__TASK GOAL__. For the records that follow, please set down exactly the lines between the one holding "use super::classifier::classify;" and the one holding "new current state.", inclusive, and only those.

__DATA RECORDS__.
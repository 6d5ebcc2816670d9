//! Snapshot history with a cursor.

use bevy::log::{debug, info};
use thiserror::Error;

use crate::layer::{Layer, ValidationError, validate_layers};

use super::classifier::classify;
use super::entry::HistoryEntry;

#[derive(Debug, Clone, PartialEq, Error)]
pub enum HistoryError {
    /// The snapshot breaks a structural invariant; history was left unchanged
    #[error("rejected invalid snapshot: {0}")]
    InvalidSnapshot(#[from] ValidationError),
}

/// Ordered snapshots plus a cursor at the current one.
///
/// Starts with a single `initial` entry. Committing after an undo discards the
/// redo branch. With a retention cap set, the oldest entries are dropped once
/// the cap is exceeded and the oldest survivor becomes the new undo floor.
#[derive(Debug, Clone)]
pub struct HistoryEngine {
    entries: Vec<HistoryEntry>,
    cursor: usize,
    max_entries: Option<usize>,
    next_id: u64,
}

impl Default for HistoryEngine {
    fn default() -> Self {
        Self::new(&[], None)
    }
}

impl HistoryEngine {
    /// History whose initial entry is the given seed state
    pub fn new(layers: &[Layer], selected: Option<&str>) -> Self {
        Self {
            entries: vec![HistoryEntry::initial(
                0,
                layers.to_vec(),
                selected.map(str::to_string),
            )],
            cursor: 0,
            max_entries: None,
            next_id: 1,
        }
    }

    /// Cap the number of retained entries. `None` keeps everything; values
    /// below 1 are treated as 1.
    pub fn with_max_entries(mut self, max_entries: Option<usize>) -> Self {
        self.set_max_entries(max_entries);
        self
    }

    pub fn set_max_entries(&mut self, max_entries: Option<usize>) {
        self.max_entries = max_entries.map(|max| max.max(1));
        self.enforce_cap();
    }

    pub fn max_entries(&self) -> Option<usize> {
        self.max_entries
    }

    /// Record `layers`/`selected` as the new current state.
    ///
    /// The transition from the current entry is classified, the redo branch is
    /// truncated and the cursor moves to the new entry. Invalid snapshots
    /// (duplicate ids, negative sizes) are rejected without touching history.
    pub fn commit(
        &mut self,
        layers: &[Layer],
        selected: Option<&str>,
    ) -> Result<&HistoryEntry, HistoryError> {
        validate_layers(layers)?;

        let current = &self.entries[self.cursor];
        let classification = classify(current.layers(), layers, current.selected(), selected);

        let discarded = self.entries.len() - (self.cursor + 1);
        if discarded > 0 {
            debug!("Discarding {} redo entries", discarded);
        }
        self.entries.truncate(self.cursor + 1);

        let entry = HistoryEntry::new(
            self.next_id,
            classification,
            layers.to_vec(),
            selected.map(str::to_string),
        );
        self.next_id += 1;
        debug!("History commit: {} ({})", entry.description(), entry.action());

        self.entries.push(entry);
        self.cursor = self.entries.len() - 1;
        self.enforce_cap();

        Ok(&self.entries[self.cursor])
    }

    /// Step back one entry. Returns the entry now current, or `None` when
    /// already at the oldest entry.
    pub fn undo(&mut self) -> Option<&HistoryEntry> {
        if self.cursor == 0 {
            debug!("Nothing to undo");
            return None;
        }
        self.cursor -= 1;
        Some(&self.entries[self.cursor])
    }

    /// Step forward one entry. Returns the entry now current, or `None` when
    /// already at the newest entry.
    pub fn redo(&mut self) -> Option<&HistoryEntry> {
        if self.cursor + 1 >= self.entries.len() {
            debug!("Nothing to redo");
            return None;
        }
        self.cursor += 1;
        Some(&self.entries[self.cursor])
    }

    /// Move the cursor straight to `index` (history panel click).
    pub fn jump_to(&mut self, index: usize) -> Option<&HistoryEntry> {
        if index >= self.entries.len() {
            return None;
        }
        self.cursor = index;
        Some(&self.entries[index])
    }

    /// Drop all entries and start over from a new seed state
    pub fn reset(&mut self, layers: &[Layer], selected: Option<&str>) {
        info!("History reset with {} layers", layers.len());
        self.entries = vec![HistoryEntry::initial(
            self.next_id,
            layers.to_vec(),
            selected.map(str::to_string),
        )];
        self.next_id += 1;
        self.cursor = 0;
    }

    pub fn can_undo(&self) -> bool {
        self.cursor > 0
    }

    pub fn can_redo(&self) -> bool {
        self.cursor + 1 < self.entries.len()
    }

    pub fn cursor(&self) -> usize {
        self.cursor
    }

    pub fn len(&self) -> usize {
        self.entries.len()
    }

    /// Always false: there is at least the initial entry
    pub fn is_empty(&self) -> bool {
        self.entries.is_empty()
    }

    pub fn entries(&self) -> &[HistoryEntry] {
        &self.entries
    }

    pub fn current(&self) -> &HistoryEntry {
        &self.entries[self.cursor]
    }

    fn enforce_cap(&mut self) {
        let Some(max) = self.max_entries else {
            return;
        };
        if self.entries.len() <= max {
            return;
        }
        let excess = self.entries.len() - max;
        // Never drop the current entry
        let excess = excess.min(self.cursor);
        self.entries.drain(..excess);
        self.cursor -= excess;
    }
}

__YOUR RESPONSE__.
use super::classifier::classify;
use super::entry::HistoryEntry;

#[derive(Debug, Clone, PartialEq, Error)]
pub enum HistoryError {
    /// The snapshot breaks a structural invariant; history was left unchanged
    #[error("rejected invalid snapshot: {0}")]
    InvalidSnapshot(#[from] ValidationError),
}

/// Ordered snapshots plus a cursor at the current one.
///
/// Starts with a single `initial` entry. Committing after an undo discards the
/// redo branch. With a retention cap set, the oldest entries are dropped once
/// the cap is exceeded and the oldest survivor becomes the new undo floor.
#[derive(Debug, Clone)]
pub struct HistoryEngine {
    entries: Vec<HistoryEntry>,
    cursor: usize,
    max_entries: Option<usize>,
    next_id: u64,
}

impl Default for HistoryEngine {
    fn default() -> Self {
        Self::new(&[], None)
    }
}

impl HistoryEngine {
    /// History whose initial entry is the given seed state
    pub fn new(layers: &[Layer], selected: Option<&str>) -> Self {
        Self {
            entries: vec![HistoryEntry::initial(
                0,
                layers.to_vec(),
                selected.map(str::to_string),
            )],
            cursor: 0,
            max_entries: None,
            next_id: 1,
        }
    }

    /// Cap the number of retained entries. `None` keeps everything; values
    /// below 1 are treated as 1.
    pub fn with_max_entries(mut self, max_entries: Option<usize>) -> Self {
        self.set_max_entries(max_entries);
        self
    }

    pub fn set_max_entries(&mut self, max_entries: Option<usize>) {
        self.max_entries = max_entries.map(|max| max.max(1));
        self.enforce_cap();
    }

    pub fn max_entries(&self) -> Option<usize> {
        self.max_entries
    }

    /// Record `layers`/`selected` as the new current state.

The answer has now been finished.